INSTRUCTIONS TO FOLLOW: Print the records exactly as given.

★ ★ ★

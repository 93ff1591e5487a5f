//! Document and element handles

use std::collections::BTreeMap;
use std::fmt;
use std::hash::{Hash, Hasher};
use std::sync::atomic::{AtomicU64, Ordering};
use std::sync::{Arc, Weak};

use parking_lot::RwLock;
use schedassist_core_types::NodeKey;
use schedassist_event_bus::{EventBus, InMemoryBus};
use tokio::sync::broadcast;
use tracing::trace;

use crate::errors::{DomError, SelectorError};
use crate::events::{DomEvent, EventInit, Listener, MutationKind, MutationRecord};
use crate::selector::Selector;

static NEXT_NODE_KEY: AtomicU64 = AtomicU64::new(1);

const DEFAULT_BUS_CAPACITY: usize = 1024;

/// Owning handle to one page. Cloning shares the same tree.
#[derive(Clone)]
pub struct Document {
    inner: Arc<DocumentInner>,
}

struct DocumentInner {
    bus: Arc<InMemoryBus<MutationRecord>>,
    root: Element,
    body: Element,
}

impl Document {
    /// Create an empty page: `<html><body></body></html>`.
    pub fn new() -> Self {
        Self::with_bus_capacity(DEFAULT_BUS_CAPACITY)
    }

    pub fn with_bus_capacity(capacity: usize) -> Self {
        let inner = Arc::new_cyclic(|weak: &Weak<DocumentInner>| {
            let root = Element::alloc(weak.clone(), "html");
            let body = Element::alloc(weak.clone(), "body");
            body.0.state.write().parent = Arc::downgrade(&root.0);
            root.0.state.write().children.push(body.clone());
            DocumentInner {
                bus: InMemoryBus::new(capacity),
                root,
                body,
            }
        });
        Self { inner }
    }

    /// The document element (`html`).
    pub fn root(&self) -> Element {
        self.inner.root.clone()
    }

    pub fn body(&self) -> Element {
        self.inner.body.clone()
    }

    /// Create a detached element owned by this document.
    pub fn create_element(&self, tag: &str) -> Element {
        Element::alloc(Arc::downgrade(&self.inner), tag)
    }

    pub fn get_element_by_id(&self, id: &str) -> Option<Element> {
        let root = self.root();
        if root.id().as_deref() == Some(id) {
            return Some(root);
        }
        root.descendants()
            .into_iter()
            .find(|el| el.id().as_deref() == Some(id))
    }

    /// Query including the document element itself.
    pub fn query_selector(&self, selector: &str) -> Result<Option<Element>, SelectorError> {
        Ok(self.query_selector_all(selector)?.into_iter().next())
    }

    pub fn query_selector_all(&self, selector: &str) -> Result<Vec<Element>, SelectorError> {
        let parsed = Selector::parse(selector)?;
        let root = self.root();
        let mut out = Vec::new();
        if parsed.matches(&root) {
            out.push(root.clone());
        }
        out.extend(
            root.descendants()
                .into_iter()
                .filter(|el| parsed.matches(el)),
        );
        Ok(out)
    }

    /// Subscribe to every mutation inside this document.
    pub fn subscribe(&self) -> broadcast::Receiver<MutationRecord> {
        self.inner.bus.subscribe()
    }

    /// Number of live mutation subscriptions.
    pub fn mutation_subscribers(&self) -> usize {
        self.inner.bus.subscriber_count()
    }

    pub fn downgrade(&self) -> WeakDocument {
        WeakDocument(Arc::downgrade(&self.inner))
    }

    pub fn owns(&self, element: &Element) -> bool {
        element
            .0
            .doc
            .upgrade()
            .map(|doc| Arc::ptr_eq(&doc, &self.inner))
            .unwrap_or(false)
    }
}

★ ★ ★

RESULT BELOW:
repository 93ff1591e5487a5f
//! Document and element handles

use std::collections::BTreeMap;
use std::fmt;
use std::hash::{Hash, Hasher};
use std::sync::atomic::{AtomicU64, Ordering};
use std::sync::{Arc, Weak};

use parking_lot::RwLock;
use schedassist_core_types::NodeKey;
use schedassist_event_bus::{EventBus, InMemoryBus};
use tokio::sync::broadcast;
use tracing::trace;

use crate::errors::{DomError, SelectorError};
use crate::events::{DomEvent, EventInit, Listener, MutationKind, MutationRecord};
use crate::selector::Selector;

static NEXT_NODE_KEY: AtomicU64 = AtomicU64::new(1);

const DEFAULT_BUS_CAPACITY: usize = 1024;

/// Owning handle to one page. Cloning shares the same tree.
#[derive(Clone)]
pub struct Document {
    inner: Arc<DocumentInner>,
}

struct DocumentInner {
    bus: Arc<InMemoryBus<MutationRecord>>,
    root: Element,
    body: Element,
}

impl Document {
    /// Create an empty page: `<html><body></body></html>`.
    pub fn new() -> Self {
        Self::with_bus_capacity(DEFAULT_BUS_CAPACITY)
    }

    pub fn with_bus_capacity(capacity: usize) -> Self {
        let inner = Arc::new_cyclic(|weak: &Weak<DocumentInner>| {
            let root = Element::alloc(weak.clone(), "html");
            let body = Element::alloc(weak.clone(), "body");
            body.0.state.write().parent = Arc::downgrade(&root.0);
            root.0.state.write().children.push(body.clone());
            DocumentInner {
                bus: InMemoryBus::new(capacity),
                root,
                body,
            }
        });
        Self { inner }
    }

    /// The document element (`html`).
    pub fn root(&self) -> Element {
        self.inner.root.clone()
    }

    pub fn body(&self) -> Element {
        self.inner.body.clone()
    }

    /// Create a detached element owned by this document.
    pub fn create_element(&self, tag: &str) -> Element {
        Element::alloc(Arc::downgrade(&self.inner), tag)
    }

    pub fn get_element_by_id(&self, id: &str) -> Option<Element> {
        let root = self.root();
        if root.id().as_deref() == Some(id) {
            return Some(root);
        }
        root.descendants()
            .into_iter()
            .find(|el| el.id().as_deref() == Some(id))
    }

    /// Query including the document element itself.
    pub fn query_selector(&self, selector: &str) -> Result<Option<Element>, SelectorError> {
        Ok(self.query_selector_all(selector)?.into_iter().next())
    }

    pub fn query_selector_all(&self, selector: &str) -> Result<Vec<Element>, SelectorError> {
        let parsed = Selector::parse(selector)?;
        let root = self.root();
        let mut out = Vec::new();
        if parsed.matches(&root) {
            out.push(root.clone());
        }
        out.extend(
            root.descendants()
                .into_iter()
                .filter(|el| parsed.matches(el)),
        );
        Ok(out)
    }

    /// Subscribe to every mutation inside this document.
    pub fn subscribe(&self) -> broadcast::Receiver<MutationRecord> {
        self.inner.bus.subscribe()
    }

    /// Number of live mutation subscriptions.
    pub fn mutation_subscribers(&self) -> usize {
        self.inner.bus.subscriber_count()
    }

    pub fn downgrade(&self) -> WeakDocument {
        WeakDocument(Arc::downgrade(&self.inner))
    }

    pub fn owns(&self, element: &Element) -> bool {
        element
            .0
            .doc
            .upgrade()
            .map(|doc| Arc::ptr_eq(&doc, &self.inner))
            .unwrap_or(false)
    }
}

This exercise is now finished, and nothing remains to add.